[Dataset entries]

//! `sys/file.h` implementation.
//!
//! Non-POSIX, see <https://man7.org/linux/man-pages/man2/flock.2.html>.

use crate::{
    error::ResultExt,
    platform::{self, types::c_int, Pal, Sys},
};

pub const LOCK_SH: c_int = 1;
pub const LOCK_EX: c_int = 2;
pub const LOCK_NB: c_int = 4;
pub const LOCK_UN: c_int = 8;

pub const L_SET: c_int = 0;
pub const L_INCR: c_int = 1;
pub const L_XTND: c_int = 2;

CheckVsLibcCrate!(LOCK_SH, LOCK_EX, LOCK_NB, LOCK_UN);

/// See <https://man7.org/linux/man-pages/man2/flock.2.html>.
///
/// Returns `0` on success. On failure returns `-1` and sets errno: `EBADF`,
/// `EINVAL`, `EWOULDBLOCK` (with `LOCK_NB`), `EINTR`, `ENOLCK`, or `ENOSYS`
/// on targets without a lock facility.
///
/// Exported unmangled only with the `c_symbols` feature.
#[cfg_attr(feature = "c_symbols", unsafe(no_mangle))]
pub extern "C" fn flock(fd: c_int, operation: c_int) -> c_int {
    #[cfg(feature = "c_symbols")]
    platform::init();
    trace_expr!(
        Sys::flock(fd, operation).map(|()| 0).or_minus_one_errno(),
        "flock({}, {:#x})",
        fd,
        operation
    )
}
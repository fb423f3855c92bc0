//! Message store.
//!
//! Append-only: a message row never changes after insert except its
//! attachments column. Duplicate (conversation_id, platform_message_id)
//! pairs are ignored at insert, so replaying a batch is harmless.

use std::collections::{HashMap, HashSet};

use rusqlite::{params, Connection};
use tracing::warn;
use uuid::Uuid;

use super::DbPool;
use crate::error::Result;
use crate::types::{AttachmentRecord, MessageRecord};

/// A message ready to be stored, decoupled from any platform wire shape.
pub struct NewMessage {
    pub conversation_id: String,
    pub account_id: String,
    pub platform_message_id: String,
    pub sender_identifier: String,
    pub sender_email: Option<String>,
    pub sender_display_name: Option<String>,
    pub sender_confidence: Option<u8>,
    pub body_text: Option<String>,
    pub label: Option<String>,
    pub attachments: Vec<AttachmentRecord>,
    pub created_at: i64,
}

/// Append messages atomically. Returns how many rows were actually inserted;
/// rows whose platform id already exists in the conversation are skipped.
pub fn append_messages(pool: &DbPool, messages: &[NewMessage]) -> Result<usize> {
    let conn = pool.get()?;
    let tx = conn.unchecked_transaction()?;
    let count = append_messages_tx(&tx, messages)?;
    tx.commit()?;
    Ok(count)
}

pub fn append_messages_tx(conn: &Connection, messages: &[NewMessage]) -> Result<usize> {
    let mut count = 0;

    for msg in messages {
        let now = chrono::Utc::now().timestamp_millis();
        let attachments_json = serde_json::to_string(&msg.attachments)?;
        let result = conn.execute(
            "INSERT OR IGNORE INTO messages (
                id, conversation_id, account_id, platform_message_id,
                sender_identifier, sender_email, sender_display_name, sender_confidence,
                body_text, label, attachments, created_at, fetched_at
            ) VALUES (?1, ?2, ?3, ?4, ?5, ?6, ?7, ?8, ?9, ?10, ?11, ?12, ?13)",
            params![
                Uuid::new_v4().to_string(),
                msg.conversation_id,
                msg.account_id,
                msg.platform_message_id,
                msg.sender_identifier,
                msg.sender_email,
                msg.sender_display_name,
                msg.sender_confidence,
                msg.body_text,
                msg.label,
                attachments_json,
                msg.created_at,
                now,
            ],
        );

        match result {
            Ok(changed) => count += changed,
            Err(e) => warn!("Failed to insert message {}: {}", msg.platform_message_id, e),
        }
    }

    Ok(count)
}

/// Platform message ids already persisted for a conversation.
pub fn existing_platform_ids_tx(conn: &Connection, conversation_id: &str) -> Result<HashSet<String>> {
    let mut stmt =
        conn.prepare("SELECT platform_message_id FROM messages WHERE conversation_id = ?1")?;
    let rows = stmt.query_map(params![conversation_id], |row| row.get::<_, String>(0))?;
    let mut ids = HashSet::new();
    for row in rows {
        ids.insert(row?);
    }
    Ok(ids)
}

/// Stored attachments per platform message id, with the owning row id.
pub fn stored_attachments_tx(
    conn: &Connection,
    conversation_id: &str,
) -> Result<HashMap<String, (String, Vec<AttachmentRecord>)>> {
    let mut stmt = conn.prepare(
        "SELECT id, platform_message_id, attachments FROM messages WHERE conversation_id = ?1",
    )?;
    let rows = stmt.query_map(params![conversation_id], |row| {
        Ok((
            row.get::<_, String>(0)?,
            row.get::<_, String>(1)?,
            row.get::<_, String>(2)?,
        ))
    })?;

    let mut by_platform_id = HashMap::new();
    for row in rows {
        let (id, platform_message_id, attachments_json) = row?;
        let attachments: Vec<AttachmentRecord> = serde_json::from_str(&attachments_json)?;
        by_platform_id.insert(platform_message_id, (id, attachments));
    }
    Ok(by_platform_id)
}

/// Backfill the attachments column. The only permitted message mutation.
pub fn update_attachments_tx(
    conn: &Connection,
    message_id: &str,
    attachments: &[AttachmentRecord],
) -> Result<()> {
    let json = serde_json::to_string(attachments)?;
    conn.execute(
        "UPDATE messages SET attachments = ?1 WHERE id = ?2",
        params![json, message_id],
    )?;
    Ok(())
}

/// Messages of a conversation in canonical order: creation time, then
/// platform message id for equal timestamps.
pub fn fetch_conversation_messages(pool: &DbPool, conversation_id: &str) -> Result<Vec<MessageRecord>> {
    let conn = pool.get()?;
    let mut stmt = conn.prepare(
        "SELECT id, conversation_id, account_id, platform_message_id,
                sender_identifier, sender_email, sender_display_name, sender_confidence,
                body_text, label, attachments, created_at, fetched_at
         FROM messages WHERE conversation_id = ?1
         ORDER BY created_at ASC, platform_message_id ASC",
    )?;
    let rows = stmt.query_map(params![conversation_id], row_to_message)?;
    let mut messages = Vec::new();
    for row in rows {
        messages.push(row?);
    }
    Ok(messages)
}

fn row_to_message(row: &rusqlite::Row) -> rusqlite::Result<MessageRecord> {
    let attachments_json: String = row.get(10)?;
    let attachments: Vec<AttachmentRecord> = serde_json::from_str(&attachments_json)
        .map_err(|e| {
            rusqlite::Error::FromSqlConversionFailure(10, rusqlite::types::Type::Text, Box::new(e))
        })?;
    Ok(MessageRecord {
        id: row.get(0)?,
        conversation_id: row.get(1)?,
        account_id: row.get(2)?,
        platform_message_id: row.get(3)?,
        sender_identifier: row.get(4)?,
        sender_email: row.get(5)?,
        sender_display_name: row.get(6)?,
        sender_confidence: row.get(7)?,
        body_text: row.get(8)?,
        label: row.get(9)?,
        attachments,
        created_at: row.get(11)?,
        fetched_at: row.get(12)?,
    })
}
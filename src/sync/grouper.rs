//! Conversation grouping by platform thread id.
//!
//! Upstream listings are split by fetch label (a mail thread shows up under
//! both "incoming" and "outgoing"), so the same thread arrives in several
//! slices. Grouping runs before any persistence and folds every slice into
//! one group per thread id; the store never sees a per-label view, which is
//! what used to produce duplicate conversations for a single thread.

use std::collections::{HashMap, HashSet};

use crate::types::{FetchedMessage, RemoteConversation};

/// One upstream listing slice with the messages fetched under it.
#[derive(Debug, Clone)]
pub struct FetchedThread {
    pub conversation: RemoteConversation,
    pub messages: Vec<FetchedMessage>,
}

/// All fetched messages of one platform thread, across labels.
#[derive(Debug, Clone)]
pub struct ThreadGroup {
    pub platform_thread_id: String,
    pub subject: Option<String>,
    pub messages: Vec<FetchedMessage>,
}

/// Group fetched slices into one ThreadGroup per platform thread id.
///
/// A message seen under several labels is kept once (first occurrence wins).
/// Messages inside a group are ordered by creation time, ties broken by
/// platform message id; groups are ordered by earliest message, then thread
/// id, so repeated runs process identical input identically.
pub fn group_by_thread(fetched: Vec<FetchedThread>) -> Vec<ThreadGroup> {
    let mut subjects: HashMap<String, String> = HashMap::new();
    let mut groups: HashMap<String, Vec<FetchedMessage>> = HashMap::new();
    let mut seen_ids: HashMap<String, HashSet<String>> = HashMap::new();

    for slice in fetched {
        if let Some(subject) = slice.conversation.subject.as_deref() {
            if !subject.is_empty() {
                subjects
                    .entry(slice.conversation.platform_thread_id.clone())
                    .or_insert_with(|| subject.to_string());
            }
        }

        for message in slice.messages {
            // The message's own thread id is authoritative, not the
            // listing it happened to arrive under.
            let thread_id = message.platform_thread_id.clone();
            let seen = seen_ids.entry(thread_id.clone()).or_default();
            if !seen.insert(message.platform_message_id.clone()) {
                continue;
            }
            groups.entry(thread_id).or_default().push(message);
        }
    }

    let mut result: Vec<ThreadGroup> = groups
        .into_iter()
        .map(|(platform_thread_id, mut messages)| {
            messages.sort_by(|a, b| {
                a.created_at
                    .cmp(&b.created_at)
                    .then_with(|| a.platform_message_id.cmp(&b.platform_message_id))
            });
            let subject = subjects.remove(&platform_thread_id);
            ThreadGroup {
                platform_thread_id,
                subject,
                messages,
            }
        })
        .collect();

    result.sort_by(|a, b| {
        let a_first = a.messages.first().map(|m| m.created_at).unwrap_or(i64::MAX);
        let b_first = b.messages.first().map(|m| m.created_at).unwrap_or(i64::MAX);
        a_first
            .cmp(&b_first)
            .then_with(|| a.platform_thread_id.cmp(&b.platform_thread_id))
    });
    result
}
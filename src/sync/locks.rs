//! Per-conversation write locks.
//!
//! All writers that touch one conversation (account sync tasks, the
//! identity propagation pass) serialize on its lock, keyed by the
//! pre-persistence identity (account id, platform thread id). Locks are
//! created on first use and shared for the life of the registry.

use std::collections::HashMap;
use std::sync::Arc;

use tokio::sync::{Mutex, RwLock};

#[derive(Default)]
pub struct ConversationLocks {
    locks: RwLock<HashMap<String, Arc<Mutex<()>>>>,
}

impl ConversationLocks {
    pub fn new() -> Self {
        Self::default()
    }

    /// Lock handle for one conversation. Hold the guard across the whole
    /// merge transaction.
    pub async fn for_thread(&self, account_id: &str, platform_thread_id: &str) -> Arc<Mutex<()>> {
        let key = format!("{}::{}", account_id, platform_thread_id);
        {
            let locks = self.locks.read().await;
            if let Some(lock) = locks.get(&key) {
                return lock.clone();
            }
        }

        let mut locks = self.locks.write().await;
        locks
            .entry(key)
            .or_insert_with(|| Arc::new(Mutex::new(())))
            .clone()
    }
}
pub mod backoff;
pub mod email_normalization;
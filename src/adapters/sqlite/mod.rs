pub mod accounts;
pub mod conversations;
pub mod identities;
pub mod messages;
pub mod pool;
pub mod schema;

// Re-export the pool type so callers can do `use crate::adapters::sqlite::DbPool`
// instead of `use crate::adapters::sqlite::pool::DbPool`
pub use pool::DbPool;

TASK REQUIREMENTS:
Return the lines of the records that include the string "Returns".

EXERCISE RESPONSE:
/// Returns `0` on success. On failure returns `-1` and sets errno: `EBADF`,
/// Append messages atomically. Returns how many rows were actually inserted;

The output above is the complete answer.